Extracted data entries
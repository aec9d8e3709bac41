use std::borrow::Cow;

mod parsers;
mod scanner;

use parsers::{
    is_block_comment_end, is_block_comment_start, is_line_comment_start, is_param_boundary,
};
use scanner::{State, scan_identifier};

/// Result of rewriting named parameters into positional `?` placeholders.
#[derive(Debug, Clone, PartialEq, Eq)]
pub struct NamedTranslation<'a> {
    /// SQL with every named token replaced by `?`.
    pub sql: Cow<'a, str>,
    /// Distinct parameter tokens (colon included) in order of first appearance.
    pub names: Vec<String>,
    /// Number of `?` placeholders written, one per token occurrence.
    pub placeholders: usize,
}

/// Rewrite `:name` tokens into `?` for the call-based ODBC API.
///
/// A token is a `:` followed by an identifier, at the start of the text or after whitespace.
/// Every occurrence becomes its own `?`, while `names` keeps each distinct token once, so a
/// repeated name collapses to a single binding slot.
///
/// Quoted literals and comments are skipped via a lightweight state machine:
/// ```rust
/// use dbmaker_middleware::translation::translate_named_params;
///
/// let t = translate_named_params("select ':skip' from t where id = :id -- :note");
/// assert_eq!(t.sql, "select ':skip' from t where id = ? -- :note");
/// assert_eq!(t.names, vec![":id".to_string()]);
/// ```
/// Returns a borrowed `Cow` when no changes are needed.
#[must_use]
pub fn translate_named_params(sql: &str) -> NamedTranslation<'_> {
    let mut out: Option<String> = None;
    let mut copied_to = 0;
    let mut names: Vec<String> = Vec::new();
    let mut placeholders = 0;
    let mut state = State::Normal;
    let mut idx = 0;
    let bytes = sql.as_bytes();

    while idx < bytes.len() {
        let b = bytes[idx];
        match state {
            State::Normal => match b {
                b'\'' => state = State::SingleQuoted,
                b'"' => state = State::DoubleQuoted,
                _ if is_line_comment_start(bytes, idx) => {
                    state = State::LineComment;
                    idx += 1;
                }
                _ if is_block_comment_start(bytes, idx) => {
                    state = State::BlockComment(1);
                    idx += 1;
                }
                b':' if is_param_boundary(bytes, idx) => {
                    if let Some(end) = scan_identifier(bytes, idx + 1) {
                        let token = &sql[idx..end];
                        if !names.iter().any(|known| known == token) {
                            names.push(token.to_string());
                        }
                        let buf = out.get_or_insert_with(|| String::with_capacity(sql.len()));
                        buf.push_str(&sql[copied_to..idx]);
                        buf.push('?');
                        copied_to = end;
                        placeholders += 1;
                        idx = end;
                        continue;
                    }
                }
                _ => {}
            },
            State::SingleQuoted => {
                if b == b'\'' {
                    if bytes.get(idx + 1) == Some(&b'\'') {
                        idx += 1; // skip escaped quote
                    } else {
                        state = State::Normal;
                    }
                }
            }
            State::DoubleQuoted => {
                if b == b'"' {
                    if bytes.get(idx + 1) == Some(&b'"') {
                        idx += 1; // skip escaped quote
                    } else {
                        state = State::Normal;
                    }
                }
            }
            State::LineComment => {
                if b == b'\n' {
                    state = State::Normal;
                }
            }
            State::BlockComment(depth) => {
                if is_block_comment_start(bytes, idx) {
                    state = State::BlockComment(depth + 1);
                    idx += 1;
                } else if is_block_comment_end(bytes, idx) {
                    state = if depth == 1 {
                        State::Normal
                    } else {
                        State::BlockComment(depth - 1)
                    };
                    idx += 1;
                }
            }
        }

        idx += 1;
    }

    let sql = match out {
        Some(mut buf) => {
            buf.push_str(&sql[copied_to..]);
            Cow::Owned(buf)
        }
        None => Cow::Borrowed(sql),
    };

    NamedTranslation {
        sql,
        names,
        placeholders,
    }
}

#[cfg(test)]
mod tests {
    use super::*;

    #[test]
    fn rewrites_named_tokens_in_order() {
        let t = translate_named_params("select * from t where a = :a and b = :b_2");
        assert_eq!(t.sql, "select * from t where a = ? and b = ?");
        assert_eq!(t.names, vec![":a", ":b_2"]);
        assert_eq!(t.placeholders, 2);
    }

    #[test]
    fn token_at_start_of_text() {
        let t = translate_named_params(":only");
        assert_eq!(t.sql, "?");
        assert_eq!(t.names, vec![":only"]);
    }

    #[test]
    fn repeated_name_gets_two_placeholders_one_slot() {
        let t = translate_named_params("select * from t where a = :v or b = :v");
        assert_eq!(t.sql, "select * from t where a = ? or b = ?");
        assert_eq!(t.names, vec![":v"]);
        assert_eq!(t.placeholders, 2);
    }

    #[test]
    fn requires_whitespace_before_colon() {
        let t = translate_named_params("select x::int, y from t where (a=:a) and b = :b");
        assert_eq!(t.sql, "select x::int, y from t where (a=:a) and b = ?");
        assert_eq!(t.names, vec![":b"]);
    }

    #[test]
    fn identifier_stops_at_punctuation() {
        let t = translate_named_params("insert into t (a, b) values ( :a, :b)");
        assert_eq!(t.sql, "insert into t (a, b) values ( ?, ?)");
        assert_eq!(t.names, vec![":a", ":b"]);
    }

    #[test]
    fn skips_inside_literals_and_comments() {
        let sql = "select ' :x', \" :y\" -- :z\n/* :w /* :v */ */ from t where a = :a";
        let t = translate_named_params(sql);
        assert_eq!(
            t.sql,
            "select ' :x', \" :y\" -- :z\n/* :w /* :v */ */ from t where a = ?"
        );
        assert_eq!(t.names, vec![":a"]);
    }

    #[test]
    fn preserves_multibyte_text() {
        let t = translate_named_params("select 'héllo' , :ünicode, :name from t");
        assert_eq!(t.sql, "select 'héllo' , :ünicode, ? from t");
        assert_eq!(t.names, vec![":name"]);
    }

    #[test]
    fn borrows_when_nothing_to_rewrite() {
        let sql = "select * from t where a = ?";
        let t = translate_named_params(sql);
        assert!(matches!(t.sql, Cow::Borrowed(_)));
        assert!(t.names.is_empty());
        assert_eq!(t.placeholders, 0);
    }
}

• Task goal: Provide a verbatim copy of all the entries.

• Problem solution:
repository aec9d8e3709bac41
use std::borrow::Cow;

mod parsers;
mod scanner;

use parsers::{
    is_block_comment_end, is_block_comment_start, is_line_comment_start, is_param_boundary,
};
use scanner::{State, scan_identifier};

/// Result of rewriting named parameters into positional `?` placeholders.
#[derive(Debug, Clone, PartialEq, Eq)]
pub struct NamedTranslation<'a> {
    /// SQL with every named token replaced by `?`.
    pub sql: Cow<'a, str>,
    /// Distinct parameter tokens (colon included) in order of first appearance.
    pub names: Vec<String>,
    /// Number of `?` placeholders written, one per token occurrence.
    pub placeholders: usize,
}

/// Rewrite `:name` tokens into `?` for the call-based ODBC API.
///
/// A token is a `:` followed by an identifier, at the start of the text or after whitespace.
/// Every occurrence becomes its own `?`, while `names` keeps each distinct token once, so a
/// repeated name collapses to a single binding slot.
///
/// Quoted literals and comments are skipped via a lightweight state machine:
/// ```rust
/// use dbmaker_middleware::translation::translate_named_params;
///
/// let t = translate_named_params("select ':skip' from t where id = :id -- :note");
/// assert_eq!(t.sql, "select ':skip' from t where id = ? -- :note");
/// assert_eq!(t.names, vec![":id".to_string()]);
/// ```
/// Returns a borrowed `Cow` when no changes are needed.
#[must_use]
pub fn translate_named_params(sql: &str) -> NamedTranslation<'_> {
    let mut out: Option<String> = None;
    let mut copied_to = 0;
    let mut names: Vec<String> = Vec::new();
    let mut placeholders = 0;
    let mut state = State::Normal;
    let mut idx = 0;
    let bytes = sql.as_bytes();

    while idx < bytes.len() {
        let b = bytes[idx];
        match state {
            State::Normal => match b {
                b'\'' => state = State::SingleQuoted,
                b'"' => state = State::DoubleQuoted,
                _ if is_line_comment_start(bytes, idx) => {
                    state = State::LineComment;
                    idx += 1;
                }
                _ if is_block_comment_start(bytes, idx) => {
                    state = State::BlockComment(1);
                    idx += 1;
                }
                b':' if is_param_boundary(bytes, idx) => {
                    if let Some(end) = scan_identifier(bytes, idx + 1) {
                        let token = &sql[idx..end];
                        if !names.iter().any(|known| known == token) {
                            names.push(token.to_string());
                        }
                        let buf = out.get_or_insert_with(|| String::with_capacity(sql.len()));
                        buf.push_str(&sql[copied_to..idx]);
                        buf.push('?');
                        copied_to = end;
                        placeholders += 1;
                        idx = end;
                        continue;
                    }
                }
                _ => {}
            },
            State::SingleQuoted => {
                if b == b'\'' {
                    if bytes.get(idx + 1) == Some(&b'\'') {
                        idx += 1; // skip escaped quote
                    } else {
                        state = State::Normal;
                    }
                }
            }
            State::DoubleQuoted => {
                if b == b'"' {
                    if bytes.get(idx + 1) == Some(&b'"') {
                        idx += 1; // skip escaped quote
                    } else {
                        state = State::Normal;
                    }
                }
            }
            State::LineComment => {
                if b == b'\n' {
                    state = State::Normal;
                }
            }
            State::BlockComment(depth) => {
                if is_block_comment_start(bytes, idx) {
                    state = State::BlockComment(depth + 1);
                    idx += 1;
                } else if is_block_comment_end(bytes, idx) {
                    state = if depth == 1 {
                        State::Normal
                    } else {
                        State::BlockComment(depth - 1)
                    };
                    idx += 1;
                }
            }
        }

        idx += 1;
    }

    let sql = match out {
        Some(mut buf) => {
            buf.push_str(&sql[copied_to..]);
            Cow::Owned(buf)
        }
        None => Cow::Borrowed(sql),
    };

    NamedTranslation {
        sql,
        names,
        placeholders,
    }
}

#[cfg(test)]
mod tests {
    use super::*;

    #[test]
    fn rewrites_named_tokens_in_order() {
        let t = translate_named_params("select * from t where a = :a and b = :b_2");
        assert_eq!(t.sql, "select * from t where a = ? and b = ?");
        assert_eq!(t.names, vec![":a", ":b_2"]);
        assert_eq!(t.placeholders, 2);
    }

    #[test]
    fn token_at_start_of_text() {
        let t = translate_named_params(":only");
        assert_eq!(t.sql, "?");
        assert_eq!(t.names, vec![":only"]);
    }

    #[test]
    fn repeated_name_gets_two_placeholders_one_slot() {
        let t = translate_named_params("select * from t where a = :v or b = :v");
        assert_eq!(t.sql, "select * from t where a = ? or b = ?");
        assert_eq!(t.names, vec![":v"]);
        assert_eq!(t.placeholders, 2);
    }

    #[test]
    fn requires_whitespace_before_colon() {
        let t = translate_named_params("select x::int, y from t where (a=:a) and b = :b");
        assert_eq!(t.sql, "select x::int, y from t where (a=:a) and b = ?");
        assert_eq!(t.names, vec![":b"]);
    }

    #[test]
    fn identifier_stops_at_punctuation() {
        let t = translate_named_params("insert into t (a, b) values ( :a, :b)");
        assert_eq!(t.sql, "insert into t (a, b) values ( ?, ?)");
        assert_eq!(t.names, vec![":a", ":b"]);
    }

    #[test]
    fn skips_inside_literals_and_comments() {
        let sql = "select ' :x', \" :y\" -- :z\n/* :w /* :v */ */ from t where a = :a";
        let t = translate_named_params(sql);
        assert_eq!(
            t.sql,
            "select ' :x', \" :y\" -- :z\n/* :w /* :v */ */ from t where a = ?"
        );
        assert_eq!(t.names, vec![":a"]);
    }

    #[test]
    fn preserves_multibyte_text() {
        let t = translate_named_params("select 'héllo' , :ünicode, :name from t");
        assert_eq!(t.sql, "select 'héllo' , :ünicode, ? from t");
        assert_eq!(t.names, vec![":name"]);
    }

    #[test]
    fn borrows_when_nothing_to_rewrite() {
        let sql = "select * from t where a = ?";
        let t = translate_named_params(sql);
        assert!(matches!(t.sql, Cow::Borrowed(_)));
        assert!(t.names.is_empty());
        assert_eq!(t.placeholders, 0);
    }
}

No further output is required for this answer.